Assignment: Find the line containing "filename src/stepper.rs" in the entries below. Restate it and each line after it, word for word, up to and including the line containing "4-phase full-step cycle".

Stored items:
== == ==
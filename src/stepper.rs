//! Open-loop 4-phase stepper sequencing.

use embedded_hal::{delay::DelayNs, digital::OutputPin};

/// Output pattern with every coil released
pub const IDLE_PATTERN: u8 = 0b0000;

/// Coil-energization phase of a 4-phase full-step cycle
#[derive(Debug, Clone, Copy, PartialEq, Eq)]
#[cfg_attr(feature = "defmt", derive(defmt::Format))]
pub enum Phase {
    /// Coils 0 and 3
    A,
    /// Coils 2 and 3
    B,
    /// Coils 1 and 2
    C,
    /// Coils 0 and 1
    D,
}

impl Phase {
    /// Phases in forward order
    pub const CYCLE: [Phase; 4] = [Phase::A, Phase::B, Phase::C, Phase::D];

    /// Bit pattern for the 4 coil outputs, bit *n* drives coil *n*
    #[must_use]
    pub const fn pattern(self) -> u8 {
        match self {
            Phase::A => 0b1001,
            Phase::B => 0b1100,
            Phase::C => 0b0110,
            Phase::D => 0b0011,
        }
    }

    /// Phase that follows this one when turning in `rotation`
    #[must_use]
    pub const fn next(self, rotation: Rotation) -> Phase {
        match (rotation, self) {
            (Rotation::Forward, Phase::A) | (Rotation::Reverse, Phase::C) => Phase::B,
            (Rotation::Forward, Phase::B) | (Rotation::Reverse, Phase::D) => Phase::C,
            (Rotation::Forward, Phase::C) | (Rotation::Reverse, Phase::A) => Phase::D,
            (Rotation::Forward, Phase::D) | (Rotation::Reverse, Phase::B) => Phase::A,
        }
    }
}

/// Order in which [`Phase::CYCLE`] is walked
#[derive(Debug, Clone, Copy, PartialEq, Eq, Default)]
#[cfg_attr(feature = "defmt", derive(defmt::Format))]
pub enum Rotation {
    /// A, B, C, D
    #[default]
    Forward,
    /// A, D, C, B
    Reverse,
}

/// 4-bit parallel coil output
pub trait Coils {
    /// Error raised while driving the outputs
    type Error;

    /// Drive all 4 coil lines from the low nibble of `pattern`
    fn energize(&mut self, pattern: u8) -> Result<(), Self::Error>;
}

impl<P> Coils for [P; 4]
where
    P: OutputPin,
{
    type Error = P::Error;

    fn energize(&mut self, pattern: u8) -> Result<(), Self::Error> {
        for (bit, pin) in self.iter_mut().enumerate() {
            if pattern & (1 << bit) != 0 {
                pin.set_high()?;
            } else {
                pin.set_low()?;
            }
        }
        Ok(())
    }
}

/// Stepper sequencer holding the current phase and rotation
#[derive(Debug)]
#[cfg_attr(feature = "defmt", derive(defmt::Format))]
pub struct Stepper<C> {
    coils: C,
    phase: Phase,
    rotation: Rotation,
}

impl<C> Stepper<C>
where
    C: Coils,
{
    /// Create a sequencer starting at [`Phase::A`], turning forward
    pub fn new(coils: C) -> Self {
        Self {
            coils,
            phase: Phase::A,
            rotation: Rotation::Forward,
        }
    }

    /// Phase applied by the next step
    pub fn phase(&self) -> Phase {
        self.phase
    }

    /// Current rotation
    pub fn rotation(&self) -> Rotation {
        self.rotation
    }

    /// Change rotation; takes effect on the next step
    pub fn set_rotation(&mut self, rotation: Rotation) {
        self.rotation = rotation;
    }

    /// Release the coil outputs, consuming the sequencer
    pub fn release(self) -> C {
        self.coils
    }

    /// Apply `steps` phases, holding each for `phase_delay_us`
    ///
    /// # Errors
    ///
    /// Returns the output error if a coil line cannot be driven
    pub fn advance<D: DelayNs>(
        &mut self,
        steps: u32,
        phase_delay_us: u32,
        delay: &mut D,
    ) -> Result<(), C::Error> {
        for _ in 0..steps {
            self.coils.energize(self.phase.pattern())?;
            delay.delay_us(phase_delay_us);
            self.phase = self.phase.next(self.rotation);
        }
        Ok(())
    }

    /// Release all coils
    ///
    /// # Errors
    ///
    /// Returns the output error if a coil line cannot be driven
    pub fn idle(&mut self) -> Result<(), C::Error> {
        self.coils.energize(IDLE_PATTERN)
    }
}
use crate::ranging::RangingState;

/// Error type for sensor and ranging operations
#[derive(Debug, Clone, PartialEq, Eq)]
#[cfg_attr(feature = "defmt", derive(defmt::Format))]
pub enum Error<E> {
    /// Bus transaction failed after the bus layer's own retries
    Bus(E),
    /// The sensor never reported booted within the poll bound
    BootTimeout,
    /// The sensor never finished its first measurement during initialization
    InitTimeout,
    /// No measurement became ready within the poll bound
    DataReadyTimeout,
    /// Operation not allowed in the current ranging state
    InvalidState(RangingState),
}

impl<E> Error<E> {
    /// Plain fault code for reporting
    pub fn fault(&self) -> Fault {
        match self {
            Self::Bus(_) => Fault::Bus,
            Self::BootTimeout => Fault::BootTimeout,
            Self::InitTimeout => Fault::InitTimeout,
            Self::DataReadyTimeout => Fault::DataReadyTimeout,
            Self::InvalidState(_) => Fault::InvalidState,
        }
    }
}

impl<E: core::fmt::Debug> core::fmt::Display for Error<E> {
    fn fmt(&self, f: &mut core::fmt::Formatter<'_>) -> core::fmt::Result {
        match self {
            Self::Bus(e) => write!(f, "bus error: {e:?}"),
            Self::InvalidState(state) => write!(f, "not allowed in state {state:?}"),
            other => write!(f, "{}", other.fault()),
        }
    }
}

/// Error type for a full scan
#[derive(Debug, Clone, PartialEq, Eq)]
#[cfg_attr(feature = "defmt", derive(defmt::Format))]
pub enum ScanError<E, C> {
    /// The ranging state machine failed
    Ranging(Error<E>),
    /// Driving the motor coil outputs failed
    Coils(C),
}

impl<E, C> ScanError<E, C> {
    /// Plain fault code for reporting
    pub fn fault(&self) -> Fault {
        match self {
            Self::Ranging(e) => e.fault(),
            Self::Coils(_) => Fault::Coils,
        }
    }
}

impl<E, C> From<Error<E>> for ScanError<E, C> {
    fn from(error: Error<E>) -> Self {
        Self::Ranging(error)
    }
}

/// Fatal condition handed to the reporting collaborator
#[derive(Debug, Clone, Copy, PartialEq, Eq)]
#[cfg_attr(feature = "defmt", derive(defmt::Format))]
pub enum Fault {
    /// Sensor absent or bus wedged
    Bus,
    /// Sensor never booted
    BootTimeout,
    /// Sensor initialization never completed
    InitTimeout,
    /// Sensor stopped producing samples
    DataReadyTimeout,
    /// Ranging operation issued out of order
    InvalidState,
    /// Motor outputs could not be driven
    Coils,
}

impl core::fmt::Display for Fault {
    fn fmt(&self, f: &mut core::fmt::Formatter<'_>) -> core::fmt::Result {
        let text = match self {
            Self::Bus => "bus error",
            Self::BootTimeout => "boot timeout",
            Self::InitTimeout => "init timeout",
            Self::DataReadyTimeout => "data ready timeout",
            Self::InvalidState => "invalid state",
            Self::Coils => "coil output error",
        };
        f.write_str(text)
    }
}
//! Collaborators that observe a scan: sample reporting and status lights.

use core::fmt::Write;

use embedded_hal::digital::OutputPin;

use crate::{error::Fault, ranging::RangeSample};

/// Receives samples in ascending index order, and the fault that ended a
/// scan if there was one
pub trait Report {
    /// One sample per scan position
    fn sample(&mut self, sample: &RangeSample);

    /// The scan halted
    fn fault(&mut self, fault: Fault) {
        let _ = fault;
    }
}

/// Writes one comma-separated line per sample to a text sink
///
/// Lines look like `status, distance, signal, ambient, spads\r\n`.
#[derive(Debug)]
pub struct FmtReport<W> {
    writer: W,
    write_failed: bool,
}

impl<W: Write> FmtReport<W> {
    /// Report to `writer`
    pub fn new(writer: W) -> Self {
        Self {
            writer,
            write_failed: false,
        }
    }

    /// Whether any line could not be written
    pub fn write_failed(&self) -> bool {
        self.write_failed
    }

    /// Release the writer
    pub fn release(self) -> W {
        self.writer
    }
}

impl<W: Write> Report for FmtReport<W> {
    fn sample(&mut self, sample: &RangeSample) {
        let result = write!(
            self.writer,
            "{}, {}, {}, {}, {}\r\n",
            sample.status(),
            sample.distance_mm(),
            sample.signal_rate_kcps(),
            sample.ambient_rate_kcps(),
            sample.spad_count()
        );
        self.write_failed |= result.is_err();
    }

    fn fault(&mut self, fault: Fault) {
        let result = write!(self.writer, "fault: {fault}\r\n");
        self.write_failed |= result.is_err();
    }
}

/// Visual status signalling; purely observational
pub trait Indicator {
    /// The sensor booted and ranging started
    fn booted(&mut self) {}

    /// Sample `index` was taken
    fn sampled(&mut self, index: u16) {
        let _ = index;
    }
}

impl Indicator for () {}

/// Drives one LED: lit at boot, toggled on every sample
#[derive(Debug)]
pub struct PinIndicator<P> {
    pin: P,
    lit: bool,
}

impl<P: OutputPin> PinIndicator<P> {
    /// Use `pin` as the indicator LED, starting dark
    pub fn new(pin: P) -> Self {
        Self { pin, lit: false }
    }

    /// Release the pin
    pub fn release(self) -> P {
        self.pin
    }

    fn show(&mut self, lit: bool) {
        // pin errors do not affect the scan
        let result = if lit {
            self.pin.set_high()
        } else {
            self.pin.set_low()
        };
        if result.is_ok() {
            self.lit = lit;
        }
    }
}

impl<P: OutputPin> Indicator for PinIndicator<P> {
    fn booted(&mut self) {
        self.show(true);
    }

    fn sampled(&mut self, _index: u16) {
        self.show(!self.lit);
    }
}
== == ==
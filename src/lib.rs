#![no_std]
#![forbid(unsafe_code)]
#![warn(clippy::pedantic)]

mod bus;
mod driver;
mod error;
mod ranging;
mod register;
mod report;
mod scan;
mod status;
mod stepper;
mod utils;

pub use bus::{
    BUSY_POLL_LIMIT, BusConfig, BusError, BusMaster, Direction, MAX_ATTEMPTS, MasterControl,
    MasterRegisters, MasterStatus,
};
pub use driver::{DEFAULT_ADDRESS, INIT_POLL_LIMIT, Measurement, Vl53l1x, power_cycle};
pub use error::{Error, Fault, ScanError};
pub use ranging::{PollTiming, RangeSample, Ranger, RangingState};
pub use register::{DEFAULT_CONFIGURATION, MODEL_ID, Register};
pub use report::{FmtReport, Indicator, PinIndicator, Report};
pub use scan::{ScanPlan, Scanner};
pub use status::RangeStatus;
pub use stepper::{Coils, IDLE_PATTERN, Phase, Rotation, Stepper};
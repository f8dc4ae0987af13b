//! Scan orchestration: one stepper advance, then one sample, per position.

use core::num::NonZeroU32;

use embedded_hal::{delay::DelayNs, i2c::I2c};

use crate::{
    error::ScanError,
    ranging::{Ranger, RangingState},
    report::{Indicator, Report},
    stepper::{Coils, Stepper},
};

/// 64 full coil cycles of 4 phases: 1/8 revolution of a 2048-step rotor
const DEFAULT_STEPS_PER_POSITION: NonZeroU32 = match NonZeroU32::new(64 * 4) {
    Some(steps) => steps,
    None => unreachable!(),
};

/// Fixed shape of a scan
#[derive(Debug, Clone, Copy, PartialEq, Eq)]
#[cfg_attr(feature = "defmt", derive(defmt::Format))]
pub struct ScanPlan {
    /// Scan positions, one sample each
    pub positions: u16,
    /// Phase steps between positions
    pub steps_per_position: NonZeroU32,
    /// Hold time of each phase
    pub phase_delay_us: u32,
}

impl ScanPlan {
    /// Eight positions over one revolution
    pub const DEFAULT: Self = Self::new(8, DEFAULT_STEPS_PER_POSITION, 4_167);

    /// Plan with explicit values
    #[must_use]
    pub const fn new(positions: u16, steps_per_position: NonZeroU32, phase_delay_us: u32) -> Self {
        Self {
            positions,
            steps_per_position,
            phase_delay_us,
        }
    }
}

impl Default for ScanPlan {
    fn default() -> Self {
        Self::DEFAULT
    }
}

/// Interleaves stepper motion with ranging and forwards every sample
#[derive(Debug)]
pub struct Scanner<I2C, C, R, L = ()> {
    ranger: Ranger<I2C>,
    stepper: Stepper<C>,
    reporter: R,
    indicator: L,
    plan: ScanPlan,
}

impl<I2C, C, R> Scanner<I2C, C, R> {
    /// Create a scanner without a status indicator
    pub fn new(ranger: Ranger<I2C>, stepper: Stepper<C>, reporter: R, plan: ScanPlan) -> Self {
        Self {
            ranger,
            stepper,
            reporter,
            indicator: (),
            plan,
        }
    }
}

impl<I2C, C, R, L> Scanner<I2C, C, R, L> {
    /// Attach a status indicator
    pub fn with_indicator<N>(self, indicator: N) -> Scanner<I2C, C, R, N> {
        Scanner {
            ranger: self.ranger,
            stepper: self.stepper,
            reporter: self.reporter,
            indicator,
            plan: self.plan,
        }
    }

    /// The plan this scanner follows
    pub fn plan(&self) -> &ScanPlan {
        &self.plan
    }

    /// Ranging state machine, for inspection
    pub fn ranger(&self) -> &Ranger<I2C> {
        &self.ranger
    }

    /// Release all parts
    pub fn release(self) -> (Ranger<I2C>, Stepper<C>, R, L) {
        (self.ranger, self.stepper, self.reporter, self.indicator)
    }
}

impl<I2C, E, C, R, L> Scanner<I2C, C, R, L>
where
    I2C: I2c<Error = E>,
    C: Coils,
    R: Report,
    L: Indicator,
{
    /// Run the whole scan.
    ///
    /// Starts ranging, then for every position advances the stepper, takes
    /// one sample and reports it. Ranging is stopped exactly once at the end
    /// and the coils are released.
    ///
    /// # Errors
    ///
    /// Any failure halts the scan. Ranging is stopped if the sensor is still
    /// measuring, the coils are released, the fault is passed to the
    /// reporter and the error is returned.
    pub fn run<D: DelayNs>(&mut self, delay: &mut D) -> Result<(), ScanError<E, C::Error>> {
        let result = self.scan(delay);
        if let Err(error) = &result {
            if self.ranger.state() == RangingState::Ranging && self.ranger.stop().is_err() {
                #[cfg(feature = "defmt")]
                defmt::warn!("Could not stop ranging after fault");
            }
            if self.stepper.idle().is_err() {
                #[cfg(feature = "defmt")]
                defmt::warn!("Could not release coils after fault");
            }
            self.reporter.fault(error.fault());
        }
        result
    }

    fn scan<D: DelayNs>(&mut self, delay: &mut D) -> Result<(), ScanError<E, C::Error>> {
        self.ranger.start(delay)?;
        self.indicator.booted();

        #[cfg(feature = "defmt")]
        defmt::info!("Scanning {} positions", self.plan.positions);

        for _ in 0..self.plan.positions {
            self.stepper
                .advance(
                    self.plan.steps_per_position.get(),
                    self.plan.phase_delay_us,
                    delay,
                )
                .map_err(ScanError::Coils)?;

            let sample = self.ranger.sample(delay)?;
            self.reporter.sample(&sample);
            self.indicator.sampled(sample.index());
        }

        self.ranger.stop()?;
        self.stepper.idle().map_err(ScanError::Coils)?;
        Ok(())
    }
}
== == ==
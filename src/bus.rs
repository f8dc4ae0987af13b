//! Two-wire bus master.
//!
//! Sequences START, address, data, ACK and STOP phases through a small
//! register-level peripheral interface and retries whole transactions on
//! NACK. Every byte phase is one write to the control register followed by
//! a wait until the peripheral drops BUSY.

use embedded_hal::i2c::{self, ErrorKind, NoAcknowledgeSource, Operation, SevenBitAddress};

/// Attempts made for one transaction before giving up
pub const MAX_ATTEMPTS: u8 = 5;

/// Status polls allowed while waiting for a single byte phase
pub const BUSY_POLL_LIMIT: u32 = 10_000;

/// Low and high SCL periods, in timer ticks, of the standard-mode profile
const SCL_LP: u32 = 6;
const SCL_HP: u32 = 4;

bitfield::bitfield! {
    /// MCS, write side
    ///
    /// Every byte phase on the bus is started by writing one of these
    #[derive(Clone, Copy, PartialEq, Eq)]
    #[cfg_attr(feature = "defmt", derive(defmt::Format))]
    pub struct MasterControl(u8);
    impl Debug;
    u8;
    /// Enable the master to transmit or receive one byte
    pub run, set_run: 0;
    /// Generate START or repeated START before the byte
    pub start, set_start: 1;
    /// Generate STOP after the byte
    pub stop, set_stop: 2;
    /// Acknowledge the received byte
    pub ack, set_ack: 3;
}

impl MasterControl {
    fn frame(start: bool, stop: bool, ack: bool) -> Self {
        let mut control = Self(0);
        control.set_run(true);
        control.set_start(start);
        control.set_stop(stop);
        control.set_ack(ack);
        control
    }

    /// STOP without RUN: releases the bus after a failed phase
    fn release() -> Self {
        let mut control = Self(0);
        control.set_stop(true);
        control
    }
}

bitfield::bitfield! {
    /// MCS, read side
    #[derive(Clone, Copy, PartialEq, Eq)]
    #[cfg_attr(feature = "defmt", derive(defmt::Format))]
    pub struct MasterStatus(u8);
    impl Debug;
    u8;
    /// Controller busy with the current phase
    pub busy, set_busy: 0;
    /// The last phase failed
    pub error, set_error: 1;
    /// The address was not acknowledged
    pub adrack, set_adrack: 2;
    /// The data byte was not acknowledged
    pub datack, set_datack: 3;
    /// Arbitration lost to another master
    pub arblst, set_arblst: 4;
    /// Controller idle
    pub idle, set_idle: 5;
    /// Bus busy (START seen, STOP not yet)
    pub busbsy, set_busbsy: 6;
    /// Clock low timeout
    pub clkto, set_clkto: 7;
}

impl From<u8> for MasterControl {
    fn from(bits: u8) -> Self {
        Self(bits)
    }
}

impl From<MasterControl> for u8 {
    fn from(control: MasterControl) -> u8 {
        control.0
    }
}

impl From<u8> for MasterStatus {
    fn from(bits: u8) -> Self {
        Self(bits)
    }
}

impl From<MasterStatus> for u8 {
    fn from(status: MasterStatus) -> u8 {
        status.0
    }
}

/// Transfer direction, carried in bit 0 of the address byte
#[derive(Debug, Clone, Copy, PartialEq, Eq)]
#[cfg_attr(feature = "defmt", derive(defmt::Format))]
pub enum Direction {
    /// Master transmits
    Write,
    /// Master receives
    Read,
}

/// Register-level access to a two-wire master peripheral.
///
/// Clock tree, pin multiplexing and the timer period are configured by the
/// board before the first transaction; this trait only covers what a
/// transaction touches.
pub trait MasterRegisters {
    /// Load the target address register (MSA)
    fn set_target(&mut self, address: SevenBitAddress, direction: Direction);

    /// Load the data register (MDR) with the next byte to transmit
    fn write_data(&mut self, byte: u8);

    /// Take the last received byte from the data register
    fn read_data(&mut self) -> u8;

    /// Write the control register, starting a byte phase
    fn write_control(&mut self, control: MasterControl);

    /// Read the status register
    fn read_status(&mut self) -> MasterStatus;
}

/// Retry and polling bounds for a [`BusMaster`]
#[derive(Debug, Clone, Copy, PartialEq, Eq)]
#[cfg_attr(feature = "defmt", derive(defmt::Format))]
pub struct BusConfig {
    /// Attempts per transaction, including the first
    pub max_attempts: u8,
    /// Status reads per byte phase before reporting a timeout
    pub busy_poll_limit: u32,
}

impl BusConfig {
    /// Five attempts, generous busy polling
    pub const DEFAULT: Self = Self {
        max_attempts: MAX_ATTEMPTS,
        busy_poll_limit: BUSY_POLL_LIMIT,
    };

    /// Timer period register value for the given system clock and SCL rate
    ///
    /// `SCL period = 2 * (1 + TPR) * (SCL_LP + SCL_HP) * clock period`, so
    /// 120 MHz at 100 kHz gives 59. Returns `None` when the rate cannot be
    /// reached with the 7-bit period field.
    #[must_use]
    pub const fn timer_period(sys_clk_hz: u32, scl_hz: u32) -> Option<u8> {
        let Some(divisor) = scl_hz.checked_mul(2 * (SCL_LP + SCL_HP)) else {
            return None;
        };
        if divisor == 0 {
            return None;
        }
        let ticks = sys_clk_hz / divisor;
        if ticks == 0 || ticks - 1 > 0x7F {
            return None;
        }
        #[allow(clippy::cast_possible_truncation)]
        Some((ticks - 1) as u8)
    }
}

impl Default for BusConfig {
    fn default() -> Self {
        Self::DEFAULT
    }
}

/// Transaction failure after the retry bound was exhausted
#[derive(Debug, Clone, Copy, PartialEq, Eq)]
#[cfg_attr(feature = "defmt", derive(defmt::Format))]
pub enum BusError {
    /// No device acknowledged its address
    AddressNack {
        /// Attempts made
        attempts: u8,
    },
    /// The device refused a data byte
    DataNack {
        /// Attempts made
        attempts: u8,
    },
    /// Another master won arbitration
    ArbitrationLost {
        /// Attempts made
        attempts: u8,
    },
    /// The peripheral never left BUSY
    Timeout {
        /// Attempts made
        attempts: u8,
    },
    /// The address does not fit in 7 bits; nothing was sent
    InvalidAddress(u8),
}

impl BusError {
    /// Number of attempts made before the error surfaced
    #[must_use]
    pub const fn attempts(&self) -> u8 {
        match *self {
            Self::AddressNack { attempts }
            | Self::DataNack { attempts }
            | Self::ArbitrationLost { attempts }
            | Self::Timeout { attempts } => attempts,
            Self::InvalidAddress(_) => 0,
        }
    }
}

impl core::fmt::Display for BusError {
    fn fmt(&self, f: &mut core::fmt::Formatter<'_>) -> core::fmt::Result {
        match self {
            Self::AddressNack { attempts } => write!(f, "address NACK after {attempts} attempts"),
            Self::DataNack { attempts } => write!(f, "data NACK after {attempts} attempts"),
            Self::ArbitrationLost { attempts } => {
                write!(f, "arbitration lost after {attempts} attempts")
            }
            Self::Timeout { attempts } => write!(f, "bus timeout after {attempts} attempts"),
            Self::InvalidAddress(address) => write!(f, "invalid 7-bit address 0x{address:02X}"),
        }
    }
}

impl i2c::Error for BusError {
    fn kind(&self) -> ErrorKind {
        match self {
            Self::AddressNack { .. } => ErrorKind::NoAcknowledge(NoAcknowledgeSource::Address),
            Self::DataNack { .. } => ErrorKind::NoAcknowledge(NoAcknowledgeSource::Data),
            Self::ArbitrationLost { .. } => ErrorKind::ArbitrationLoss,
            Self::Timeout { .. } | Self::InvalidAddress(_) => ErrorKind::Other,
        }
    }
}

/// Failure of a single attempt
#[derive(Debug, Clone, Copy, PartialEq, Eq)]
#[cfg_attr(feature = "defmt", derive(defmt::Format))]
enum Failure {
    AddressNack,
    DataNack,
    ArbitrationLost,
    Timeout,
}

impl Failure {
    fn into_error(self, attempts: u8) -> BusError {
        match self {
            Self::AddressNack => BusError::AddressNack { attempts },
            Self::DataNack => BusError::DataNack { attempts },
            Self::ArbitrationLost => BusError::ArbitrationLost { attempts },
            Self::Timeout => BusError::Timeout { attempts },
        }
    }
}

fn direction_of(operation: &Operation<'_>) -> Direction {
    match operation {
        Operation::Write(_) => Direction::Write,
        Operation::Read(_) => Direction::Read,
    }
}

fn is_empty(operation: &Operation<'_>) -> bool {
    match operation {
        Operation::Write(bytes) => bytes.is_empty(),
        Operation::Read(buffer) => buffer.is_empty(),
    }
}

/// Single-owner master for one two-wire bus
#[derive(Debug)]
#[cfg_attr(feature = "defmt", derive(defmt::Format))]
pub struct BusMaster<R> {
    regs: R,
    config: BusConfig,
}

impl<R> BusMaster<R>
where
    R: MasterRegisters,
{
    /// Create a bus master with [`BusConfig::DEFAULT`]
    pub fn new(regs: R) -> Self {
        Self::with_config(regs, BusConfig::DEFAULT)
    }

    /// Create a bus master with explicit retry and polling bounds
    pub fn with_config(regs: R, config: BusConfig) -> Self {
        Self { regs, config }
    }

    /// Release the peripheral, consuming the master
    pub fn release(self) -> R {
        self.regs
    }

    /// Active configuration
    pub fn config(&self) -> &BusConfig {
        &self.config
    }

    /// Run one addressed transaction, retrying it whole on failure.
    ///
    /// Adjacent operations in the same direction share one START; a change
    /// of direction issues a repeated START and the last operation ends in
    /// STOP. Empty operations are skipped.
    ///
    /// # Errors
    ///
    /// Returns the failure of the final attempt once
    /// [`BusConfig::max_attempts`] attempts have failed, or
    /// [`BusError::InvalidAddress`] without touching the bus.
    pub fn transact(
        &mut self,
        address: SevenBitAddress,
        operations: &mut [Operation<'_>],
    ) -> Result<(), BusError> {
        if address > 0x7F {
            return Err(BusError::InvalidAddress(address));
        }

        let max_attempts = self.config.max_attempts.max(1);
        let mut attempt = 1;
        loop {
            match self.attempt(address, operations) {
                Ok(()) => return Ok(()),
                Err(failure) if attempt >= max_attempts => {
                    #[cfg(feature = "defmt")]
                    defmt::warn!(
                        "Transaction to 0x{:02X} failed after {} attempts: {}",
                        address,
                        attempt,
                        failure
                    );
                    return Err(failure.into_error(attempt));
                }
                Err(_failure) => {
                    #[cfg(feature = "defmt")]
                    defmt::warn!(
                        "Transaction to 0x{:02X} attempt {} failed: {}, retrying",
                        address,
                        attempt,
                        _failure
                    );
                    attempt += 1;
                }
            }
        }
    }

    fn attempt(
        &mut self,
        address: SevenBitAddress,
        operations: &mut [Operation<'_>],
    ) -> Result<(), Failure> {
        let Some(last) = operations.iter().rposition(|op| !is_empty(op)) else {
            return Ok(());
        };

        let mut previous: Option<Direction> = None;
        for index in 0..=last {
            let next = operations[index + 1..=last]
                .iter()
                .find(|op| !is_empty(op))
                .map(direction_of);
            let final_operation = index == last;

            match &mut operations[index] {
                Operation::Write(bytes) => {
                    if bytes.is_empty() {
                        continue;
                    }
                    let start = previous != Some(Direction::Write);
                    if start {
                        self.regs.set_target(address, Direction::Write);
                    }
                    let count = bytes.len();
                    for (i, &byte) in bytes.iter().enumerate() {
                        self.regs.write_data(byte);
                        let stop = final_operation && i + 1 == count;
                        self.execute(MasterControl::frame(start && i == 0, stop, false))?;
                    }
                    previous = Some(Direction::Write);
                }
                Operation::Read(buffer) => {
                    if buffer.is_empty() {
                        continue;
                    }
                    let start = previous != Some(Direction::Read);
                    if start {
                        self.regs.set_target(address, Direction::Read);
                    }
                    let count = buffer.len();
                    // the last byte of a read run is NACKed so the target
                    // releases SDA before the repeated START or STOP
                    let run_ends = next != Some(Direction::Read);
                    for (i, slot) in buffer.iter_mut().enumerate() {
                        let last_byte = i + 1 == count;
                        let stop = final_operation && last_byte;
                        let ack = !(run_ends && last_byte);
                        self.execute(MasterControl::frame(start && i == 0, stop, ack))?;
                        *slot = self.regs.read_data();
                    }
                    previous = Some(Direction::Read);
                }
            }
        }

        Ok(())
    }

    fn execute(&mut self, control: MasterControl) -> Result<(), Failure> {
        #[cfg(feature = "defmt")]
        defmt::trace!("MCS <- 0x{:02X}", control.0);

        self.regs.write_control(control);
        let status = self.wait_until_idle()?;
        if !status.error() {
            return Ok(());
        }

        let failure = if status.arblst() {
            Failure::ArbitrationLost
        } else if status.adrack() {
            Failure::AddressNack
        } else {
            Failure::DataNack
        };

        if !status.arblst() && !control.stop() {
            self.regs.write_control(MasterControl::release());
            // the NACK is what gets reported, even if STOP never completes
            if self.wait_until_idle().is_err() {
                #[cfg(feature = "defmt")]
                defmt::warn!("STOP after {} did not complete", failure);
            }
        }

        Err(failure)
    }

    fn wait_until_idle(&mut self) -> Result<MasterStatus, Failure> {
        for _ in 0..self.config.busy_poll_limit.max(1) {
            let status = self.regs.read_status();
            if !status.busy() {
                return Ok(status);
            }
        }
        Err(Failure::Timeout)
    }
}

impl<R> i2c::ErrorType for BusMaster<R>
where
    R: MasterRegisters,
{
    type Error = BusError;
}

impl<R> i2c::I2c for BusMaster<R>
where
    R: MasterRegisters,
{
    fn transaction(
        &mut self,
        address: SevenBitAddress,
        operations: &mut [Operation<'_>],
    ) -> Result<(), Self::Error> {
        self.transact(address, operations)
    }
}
== == ==
Response below:
filename src/stepper.rs
//! Open-loop 4-phase stepper sequencing.

use embedded_hal::{delay::DelayNs, digital::OutputPin};

/// Output pattern with every coil released
pub const IDLE_PATTERN: u8 = 0b0000;

/// Coil-energization phase of a 4-phase full-step cycle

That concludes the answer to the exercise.